### Exercise requirements:
If a line in the records contains the string "expected", show that line.

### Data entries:
--------------------------------
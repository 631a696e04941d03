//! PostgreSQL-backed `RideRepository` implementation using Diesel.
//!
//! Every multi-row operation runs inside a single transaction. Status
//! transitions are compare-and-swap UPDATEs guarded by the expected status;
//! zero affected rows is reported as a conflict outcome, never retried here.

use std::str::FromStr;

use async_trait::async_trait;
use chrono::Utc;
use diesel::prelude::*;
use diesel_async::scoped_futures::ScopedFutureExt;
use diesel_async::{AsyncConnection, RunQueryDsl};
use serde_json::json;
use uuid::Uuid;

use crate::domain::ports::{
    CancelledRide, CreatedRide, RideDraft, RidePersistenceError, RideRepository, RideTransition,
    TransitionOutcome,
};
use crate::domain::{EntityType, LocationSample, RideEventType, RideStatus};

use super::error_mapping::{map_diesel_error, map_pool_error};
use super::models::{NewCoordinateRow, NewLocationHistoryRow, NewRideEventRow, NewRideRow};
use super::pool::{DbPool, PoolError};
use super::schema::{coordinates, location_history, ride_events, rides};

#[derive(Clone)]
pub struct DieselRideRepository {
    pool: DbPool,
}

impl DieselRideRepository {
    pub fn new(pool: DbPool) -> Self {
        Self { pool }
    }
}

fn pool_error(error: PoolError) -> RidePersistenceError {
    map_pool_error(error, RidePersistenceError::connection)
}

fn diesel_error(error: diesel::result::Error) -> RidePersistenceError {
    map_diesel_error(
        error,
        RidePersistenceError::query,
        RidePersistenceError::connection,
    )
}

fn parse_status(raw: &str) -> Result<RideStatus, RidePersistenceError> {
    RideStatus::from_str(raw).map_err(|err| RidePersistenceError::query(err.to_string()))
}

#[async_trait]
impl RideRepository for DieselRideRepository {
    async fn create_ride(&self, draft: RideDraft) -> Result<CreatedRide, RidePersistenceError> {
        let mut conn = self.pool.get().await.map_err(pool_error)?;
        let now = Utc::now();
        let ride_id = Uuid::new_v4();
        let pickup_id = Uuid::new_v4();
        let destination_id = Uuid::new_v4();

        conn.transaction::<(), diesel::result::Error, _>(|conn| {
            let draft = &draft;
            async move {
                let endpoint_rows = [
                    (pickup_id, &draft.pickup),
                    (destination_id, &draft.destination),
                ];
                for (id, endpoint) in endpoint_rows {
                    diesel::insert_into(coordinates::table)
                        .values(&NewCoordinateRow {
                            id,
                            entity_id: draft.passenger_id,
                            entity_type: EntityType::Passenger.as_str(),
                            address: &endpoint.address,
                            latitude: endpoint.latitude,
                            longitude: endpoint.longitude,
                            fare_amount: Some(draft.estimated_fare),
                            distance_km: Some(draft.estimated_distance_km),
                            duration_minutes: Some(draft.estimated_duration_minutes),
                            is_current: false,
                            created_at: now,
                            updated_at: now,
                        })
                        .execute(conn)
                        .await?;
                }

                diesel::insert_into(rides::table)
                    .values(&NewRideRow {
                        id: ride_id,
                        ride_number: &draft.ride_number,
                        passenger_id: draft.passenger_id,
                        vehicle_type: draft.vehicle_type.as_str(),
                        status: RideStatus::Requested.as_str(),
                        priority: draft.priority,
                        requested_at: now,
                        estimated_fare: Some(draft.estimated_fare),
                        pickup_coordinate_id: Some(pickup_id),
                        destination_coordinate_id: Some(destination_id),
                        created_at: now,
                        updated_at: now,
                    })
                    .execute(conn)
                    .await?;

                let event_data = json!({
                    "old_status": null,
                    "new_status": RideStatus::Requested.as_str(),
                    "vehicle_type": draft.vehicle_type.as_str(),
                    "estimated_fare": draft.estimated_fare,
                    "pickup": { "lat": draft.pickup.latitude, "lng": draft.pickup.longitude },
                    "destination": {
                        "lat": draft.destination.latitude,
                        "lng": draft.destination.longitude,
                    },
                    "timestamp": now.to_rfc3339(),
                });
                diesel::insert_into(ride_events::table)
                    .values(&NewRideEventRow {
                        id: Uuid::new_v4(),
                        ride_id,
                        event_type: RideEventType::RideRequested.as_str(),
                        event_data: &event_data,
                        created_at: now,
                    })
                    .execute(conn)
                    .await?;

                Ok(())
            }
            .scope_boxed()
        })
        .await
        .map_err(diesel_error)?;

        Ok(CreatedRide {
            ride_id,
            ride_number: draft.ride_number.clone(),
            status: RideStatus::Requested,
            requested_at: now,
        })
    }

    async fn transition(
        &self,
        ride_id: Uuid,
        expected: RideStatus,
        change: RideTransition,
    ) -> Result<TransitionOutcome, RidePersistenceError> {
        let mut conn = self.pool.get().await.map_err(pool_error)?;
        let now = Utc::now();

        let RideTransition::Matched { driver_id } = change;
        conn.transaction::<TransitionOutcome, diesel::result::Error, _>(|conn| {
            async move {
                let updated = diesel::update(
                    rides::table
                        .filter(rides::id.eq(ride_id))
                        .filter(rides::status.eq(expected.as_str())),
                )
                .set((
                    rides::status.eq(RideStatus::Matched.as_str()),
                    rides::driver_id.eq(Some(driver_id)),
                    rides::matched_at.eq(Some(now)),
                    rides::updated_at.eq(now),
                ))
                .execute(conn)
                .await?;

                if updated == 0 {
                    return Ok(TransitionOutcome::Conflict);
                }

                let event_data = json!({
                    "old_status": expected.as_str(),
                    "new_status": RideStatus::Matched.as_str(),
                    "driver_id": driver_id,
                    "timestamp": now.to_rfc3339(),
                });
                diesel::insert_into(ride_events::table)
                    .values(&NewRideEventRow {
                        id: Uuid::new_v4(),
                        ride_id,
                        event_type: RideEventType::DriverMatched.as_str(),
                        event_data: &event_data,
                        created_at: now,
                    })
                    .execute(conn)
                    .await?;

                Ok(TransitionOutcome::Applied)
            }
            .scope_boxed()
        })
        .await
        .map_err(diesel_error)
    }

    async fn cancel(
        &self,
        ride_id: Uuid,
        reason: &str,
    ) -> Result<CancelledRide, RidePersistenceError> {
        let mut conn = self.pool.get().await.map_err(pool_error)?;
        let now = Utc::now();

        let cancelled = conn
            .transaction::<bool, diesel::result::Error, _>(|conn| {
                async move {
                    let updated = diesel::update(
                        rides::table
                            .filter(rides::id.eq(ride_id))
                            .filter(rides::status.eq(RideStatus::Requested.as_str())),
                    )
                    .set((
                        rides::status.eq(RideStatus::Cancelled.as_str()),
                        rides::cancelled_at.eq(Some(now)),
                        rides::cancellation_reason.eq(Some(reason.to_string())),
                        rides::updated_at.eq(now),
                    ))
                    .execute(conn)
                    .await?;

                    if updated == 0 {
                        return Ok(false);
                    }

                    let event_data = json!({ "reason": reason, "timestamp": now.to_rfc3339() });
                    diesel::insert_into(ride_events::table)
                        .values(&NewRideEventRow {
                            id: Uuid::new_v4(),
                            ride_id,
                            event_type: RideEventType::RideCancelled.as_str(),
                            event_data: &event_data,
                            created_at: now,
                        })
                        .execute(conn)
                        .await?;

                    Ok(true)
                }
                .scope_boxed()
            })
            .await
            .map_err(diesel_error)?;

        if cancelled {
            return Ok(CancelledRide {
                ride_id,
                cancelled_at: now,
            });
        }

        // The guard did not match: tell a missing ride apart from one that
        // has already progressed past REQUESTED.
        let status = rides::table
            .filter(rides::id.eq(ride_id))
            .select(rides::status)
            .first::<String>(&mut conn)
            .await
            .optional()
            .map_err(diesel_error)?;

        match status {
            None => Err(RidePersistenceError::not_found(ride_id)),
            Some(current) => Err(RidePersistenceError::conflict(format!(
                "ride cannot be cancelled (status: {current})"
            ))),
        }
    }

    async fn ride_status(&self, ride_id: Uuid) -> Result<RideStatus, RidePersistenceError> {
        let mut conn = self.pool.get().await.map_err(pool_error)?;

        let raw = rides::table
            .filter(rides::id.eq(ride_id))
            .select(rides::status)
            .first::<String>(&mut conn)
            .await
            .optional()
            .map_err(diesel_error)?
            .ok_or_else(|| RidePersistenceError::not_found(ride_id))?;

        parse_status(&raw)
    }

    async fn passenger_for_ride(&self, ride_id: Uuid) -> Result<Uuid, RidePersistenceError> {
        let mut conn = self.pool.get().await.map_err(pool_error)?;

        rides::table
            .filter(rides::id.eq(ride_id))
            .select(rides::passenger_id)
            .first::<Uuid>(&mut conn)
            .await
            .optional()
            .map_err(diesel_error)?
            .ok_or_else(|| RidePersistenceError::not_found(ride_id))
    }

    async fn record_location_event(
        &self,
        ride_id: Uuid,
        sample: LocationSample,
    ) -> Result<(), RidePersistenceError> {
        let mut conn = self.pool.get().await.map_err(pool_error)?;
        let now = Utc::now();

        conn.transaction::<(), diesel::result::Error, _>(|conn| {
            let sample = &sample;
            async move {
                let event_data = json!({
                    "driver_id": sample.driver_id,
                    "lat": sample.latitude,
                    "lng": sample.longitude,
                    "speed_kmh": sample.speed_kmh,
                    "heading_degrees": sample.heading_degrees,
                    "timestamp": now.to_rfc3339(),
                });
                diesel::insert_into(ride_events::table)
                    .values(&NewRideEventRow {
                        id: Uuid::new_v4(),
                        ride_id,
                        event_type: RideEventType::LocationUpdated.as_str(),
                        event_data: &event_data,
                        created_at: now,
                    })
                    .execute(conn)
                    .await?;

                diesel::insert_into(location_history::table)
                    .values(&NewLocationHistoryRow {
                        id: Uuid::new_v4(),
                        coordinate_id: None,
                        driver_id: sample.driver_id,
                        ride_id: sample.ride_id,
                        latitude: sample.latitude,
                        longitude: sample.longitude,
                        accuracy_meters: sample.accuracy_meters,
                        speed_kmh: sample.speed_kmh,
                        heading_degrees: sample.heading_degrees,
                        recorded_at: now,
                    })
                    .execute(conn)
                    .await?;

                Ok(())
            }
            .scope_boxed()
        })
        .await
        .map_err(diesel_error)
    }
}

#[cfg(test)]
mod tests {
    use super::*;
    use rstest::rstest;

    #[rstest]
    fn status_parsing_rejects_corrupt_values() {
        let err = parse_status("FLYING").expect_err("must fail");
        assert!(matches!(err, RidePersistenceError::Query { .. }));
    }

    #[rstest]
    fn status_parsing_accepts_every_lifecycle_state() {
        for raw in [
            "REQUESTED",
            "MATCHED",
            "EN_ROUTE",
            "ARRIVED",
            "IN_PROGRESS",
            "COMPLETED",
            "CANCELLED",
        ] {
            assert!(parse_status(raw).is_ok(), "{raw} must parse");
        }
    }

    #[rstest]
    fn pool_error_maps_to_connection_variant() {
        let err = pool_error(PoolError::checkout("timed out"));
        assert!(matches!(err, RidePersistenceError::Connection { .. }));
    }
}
--------------------------------
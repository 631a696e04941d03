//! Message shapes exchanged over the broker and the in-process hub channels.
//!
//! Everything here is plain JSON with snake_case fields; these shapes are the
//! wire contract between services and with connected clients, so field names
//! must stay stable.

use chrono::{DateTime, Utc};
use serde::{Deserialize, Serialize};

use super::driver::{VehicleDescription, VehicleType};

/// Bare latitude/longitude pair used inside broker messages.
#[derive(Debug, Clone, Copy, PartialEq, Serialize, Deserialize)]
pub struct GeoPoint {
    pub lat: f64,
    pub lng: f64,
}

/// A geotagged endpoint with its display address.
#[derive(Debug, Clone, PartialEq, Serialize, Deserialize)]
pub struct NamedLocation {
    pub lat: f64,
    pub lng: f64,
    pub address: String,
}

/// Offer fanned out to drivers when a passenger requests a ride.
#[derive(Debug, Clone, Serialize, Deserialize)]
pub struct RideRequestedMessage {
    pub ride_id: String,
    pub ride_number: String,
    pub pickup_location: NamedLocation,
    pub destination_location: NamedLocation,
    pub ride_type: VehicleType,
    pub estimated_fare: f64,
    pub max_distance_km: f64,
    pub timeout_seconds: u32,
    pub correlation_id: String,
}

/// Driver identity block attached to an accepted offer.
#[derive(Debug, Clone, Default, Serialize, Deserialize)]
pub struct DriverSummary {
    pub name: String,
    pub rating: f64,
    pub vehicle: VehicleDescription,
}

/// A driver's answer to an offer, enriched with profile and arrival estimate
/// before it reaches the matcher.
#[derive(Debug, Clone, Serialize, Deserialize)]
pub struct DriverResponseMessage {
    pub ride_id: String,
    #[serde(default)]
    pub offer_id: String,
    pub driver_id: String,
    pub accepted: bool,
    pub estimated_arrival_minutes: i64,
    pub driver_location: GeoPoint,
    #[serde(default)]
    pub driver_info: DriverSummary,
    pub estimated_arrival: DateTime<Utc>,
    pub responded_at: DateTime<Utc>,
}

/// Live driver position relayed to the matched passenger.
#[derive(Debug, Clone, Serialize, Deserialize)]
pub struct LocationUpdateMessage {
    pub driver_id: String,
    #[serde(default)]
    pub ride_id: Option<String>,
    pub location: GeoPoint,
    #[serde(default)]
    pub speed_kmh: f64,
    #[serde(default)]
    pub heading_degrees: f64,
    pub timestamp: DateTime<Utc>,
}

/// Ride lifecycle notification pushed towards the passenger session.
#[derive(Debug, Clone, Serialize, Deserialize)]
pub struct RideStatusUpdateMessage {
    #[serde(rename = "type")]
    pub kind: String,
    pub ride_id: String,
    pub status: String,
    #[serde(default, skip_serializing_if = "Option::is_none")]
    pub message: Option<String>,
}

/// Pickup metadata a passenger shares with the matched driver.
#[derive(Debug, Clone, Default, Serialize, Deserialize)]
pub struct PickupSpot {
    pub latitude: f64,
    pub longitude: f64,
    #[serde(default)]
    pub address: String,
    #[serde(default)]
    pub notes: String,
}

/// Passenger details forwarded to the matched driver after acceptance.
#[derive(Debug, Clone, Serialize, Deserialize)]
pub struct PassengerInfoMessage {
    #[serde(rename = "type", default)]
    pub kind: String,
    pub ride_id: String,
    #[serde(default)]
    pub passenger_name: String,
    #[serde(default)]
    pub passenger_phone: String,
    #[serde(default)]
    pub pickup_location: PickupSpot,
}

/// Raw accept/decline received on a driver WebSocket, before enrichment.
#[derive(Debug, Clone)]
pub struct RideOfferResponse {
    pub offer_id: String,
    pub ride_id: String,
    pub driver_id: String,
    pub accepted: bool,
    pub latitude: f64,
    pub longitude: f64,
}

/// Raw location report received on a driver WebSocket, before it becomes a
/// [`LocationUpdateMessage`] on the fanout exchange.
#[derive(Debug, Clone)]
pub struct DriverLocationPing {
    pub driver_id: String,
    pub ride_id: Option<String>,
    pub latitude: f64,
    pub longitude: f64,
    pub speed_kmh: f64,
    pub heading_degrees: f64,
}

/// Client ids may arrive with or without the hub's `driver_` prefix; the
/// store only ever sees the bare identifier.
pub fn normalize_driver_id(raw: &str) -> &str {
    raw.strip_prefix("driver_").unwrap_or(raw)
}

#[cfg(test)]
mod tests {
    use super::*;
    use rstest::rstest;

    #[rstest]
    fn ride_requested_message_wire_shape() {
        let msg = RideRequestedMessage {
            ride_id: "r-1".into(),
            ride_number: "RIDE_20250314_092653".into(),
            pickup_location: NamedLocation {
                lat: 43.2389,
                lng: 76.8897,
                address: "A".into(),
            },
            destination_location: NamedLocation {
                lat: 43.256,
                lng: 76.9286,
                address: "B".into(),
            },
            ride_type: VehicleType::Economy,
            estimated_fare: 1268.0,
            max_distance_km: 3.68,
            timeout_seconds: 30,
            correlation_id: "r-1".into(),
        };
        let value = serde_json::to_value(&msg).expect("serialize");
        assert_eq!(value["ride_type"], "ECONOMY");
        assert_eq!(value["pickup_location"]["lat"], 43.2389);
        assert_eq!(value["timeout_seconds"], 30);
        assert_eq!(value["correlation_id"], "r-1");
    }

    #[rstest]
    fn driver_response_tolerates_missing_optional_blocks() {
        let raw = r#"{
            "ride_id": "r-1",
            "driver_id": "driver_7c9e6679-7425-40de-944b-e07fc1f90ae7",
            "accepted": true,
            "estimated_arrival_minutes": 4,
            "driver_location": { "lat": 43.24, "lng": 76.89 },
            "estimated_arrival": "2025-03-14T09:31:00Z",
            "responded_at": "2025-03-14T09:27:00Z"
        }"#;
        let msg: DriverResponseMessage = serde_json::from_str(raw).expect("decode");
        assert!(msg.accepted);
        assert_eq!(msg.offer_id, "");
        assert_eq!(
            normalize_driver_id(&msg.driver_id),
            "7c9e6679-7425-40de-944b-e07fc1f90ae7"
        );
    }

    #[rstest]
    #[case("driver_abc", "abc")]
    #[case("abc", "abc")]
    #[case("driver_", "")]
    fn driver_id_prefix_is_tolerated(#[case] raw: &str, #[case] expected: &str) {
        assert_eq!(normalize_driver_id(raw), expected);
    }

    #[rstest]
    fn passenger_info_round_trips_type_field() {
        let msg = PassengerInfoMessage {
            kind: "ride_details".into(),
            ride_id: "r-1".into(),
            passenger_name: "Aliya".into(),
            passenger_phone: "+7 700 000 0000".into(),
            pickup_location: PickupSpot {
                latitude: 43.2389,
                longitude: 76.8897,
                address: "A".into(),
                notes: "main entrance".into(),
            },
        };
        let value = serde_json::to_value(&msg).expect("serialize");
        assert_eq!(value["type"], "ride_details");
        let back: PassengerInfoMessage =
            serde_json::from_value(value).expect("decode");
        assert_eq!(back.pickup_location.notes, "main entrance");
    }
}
--------------------------------
### Finished task:
//! transitions are compare-and-swap UPDATEs guarded by the expected status;
        expected: RideStatus,
                        .filter(rides::status.eq(expected.as_str())),
                    "old_status": expected.as_str(),
    fn driver_id_prefix_is_tolerated(#[case] raw: &str, #[case] expected: &str) {
        assert_eq!(normalize_driver_id(raw), expected);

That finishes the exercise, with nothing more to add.